While the client may wish to choose an integrator for themself, as the
developer of the Integrator
class one may wish to provide the user a
shortcut for common cases without requiring them to know the details of
the particular implementation. To achieve this, the Integrator
class
could provide a static factory method that returns an appropriate
instance:
class Integrator(abc.ABC):
@classmethod
def create(cls, stiff: bool = False) -> "Integrator":
if stiff:
return AdamsBashforthIntegrator(...) # with suitable params
else:
return RK4Integrator(...) # ditto
with example usage:
integrator = Integrator.create(stiff=True)
print(integrator.integrate(lambda x: x ** 2, 1, 2))
Other numerical operations that can be calculated using different algorithms are similarly candidates for such a structure.
Caveat and conclusion
The examples above are smallish classes that nonetheless benefit from having multiple ways to create them. With that said, a class that has very different behaviours depending on how it is initialized may be too complicated, and be a candidate for refactoring into smaller classes each with fewer responsibilities.

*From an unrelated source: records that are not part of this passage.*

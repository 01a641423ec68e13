//! # Fleet REST Backend
//!
//! The request side of the sync engine. [`FleetBackend`] is the seam the
//! engine fetches through; [`HttpBackend`] is the production implementation
//! over `reqwest`.
//!
//! ## Endpoints
//! ```text
//! GET {base}/api/vehicles                  → fleet snapshot
//! GET {base}/api/vehicles/status/{status}  → filtered list
//! GET {base}/api/vehicles/{id}             → one vehicle (404 = not found)
//! GET {base}/api/statistics                → authoritative aggregates
//! ```
//!
//! Every response is normalized before it leaves this module, so the engine
//! only ever sees canonical `Vehicle` / `StatisticsPatch` values.

use std::time::Duration;

use async_trait::async_trait;
use reqwest::{Client, StatusCode};
use serde_json::Value;
use tracing::debug;
use url::Url;

use fleet_core::payload::{vehicle_array, vehicle_object};
use fleet_core::{normalize, normalize_all, StatisticsPatch, Vehicle, VehicleStatus};

use crate::config::FleetConfig;
use crate::error::{SyncError, SyncResult};

// =============================================================================
// Backend Trait
// =============================================================================

/// Source of fleet data.
#[async_trait]
pub trait FleetBackend: Send + Sync {
    /// Full fleet snapshot.
    async fn fetch_all(&self) -> SyncResult<Vec<Vehicle>>;

    /// Vehicles currently in `status`.
    async fn fetch_by_status(&self, status: &VehicleStatus) -> SyncResult<Vec<Vehicle>>;

    /// One vehicle, `None` when the backend does not know the id.
    async fn fetch_by_id(&self, id: &str) -> SyncResult<Option<Vehicle>>;

    /// Authoritative statistics. Absent fields stay `None`.
    async fn fetch_statistics(&self) -> SyncResult<StatisticsPatch>;
}

// =============================================================================
// HTTP Backend
// =============================================================================

/// REST client for the fleet API.
#[derive(Debug, Clone)]
pub struct HttpBackend {
    client: Client,
    base_url: Url,
}

impl HttpBackend {
    /// Creates a client for `base_url` with a per-request timeout.
    pub fn new(base_url: &str, request_timeout: Duration) -> SyncResult<Self> {
        let base_url = Url::parse(base_url)?;
        if base_url.cannot_be_a_base() {
            return Err(SyncError::InvalidUrl(format!("not a base URL: {base_url}")));
        }

        let client = Client::builder()
            .timeout(request_timeout)
            .build()
            .map_err(|e| SyncError::InvalidConfig(format!("HTTP client: {e}")))?;

        Ok(HttpBackend { client, base_url })
    }

    pub fn from_config(config: &FleetConfig) -> SyncResult<Self> {
        Self::new(&config.api.base_url, config.request_timeout())
    }

    pub fn base_url(&self) -> &Url {
        &self.base_url
    }

    /// Appends path segments to the base URL, percent-encoding each one.
    fn endpoint(&self, segments: &[&str]) -> SyncResult<Url> {
        let mut url = self.base_url.clone();
        url.path_segments_mut()
            .map_err(|_| SyncError::InvalidUrl(self.base_url.to_string()))?
            .pop_if_empty()
            .extend(segments);
        Ok(url)
    }

    /// GETs `url` and decodes JSON. `Ok(None)` on 404.
    async fn get_json(&self, url: Url) -> SyncResult<Option<Value>> {
        debug!(url = %url, "GET");
        let response = self.client.get(url.clone()).send().await?;
        let status = response.status();

        if status == StatusCode::NOT_FOUND {
            return Ok(None);
        }
        if !status.is_success() {
            return Err(SyncError::HttpStatus {
                status: status.as_u16(),
                url: url.to_string(),
            });
        }

        Ok(Some(response.json::<Value>().await?))
    }

    /// GETs a list endpoint, treating 404 as an error.
    async fn get_list(&self, url: Url) -> SyncResult<Vec<Vehicle>> {
        let body = self.get_json(url.clone()).await?.ok_or(SyncError::HttpStatus {
            status: StatusCode::NOT_FOUND.as_u16(),
            url: url.to_string(),
        })?;
        let vehicles = normalize_all(vehicle_array(&body)?);
        debug!(url = %url, count = vehicles.len(), "Fetched vehicle list");
        Ok(vehicles)
    }
}

#[async_trait]
impl FleetBackend for HttpBackend {
    async fn fetch_all(&self) -> SyncResult<Vec<Vehicle>> {
        let url = self.endpoint(&["api", "vehicles"])?;
        self.get_list(url).await
    }

    async fn fetch_by_status(&self, status: &VehicleStatus) -> SyncResult<Vec<Vehicle>> {
        let url = self.endpoint(&["api", "vehicles", "status", status.as_str()])?;
        self.get_list(url).await
    }

    async fn fetch_by_id(&self, id: &str) -> SyncResult<Option<Vehicle>> {
        let url = self.endpoint(&["api", "vehicles", id])?;
        match self.get_json(url).await? {
            Some(body) => Ok(Some(normalize(vehicle_object(&body)?)?)),
            None => Ok(None),
        }
    }

    async fn fetch_statistics(&self) -> SyncResult<StatisticsPatch> {
        let url = self.endpoint(&["api", "statistics"])?;
        let body = self.get_json(url.clone()).await?.ok_or(SyncError::HttpStatus {
            status: StatusCode::NOT_FOUND.as_u16(),
            url: url.to_string(),
        })?;
        Ok(StatisticsPatch::from_value(&body)?)
    }
}

#[cfg(test)]
mod tests {
    use super::*;

    fn backend(base: &str) -> HttpBackend {
        HttpBackend::new(base, Duration::from_secs(5)).unwrap()
    }

    #[test]
    fn test_endpoint_building() {
        let b = backend("http://fleet.local:3000");
        assert_eq!(
            b.endpoint(&["api", "vehicles"]).unwrap().as_str(),
            "http://fleet.local:3000/api/vehicles"
        );

        // Trailing slash and path prefix are both kept sane
        let b = backend("http://fleet.local/v1/");
        assert_eq!(
            b.endpoint(&["api", "statistics"]).unwrap().as_str(),
            "http://fleet.local/v1/api/statistics"
        );
    }

    #[test]
    fn test_ids_are_percent_encoded() {
        let b = backend("http://fleet.local");
        let url = b.endpoint(&["api", "vehicles", "TRK 1/a"]).unwrap();
        assert_eq!(url.as_str(), "http://fleet.local/api/vehicles/TRK%201%2Fa");
    }

    #[test]
    fn test_rejects_non_base_urls() {
        assert!(HttpBackend::new("mailto:ops@fleet", Duration::from_secs(1)).is_err());
        assert!(HttpBackend::new("not a url", Duration::from_secs(1)).is_err());
    }
}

As mentioned above, the static factory method pattern is commonly used
not only in Python but also in other languages. The benefits are the
same: using static factory methods (a) allows the user to more
explicitly state how an object should be produced from input data
(Point2D.from_cartesians(3, 4)
versus Point2D(3, 4)
), and (b) allows
the class to rework what data it stores internally or which
implementation of an abstract class to provide.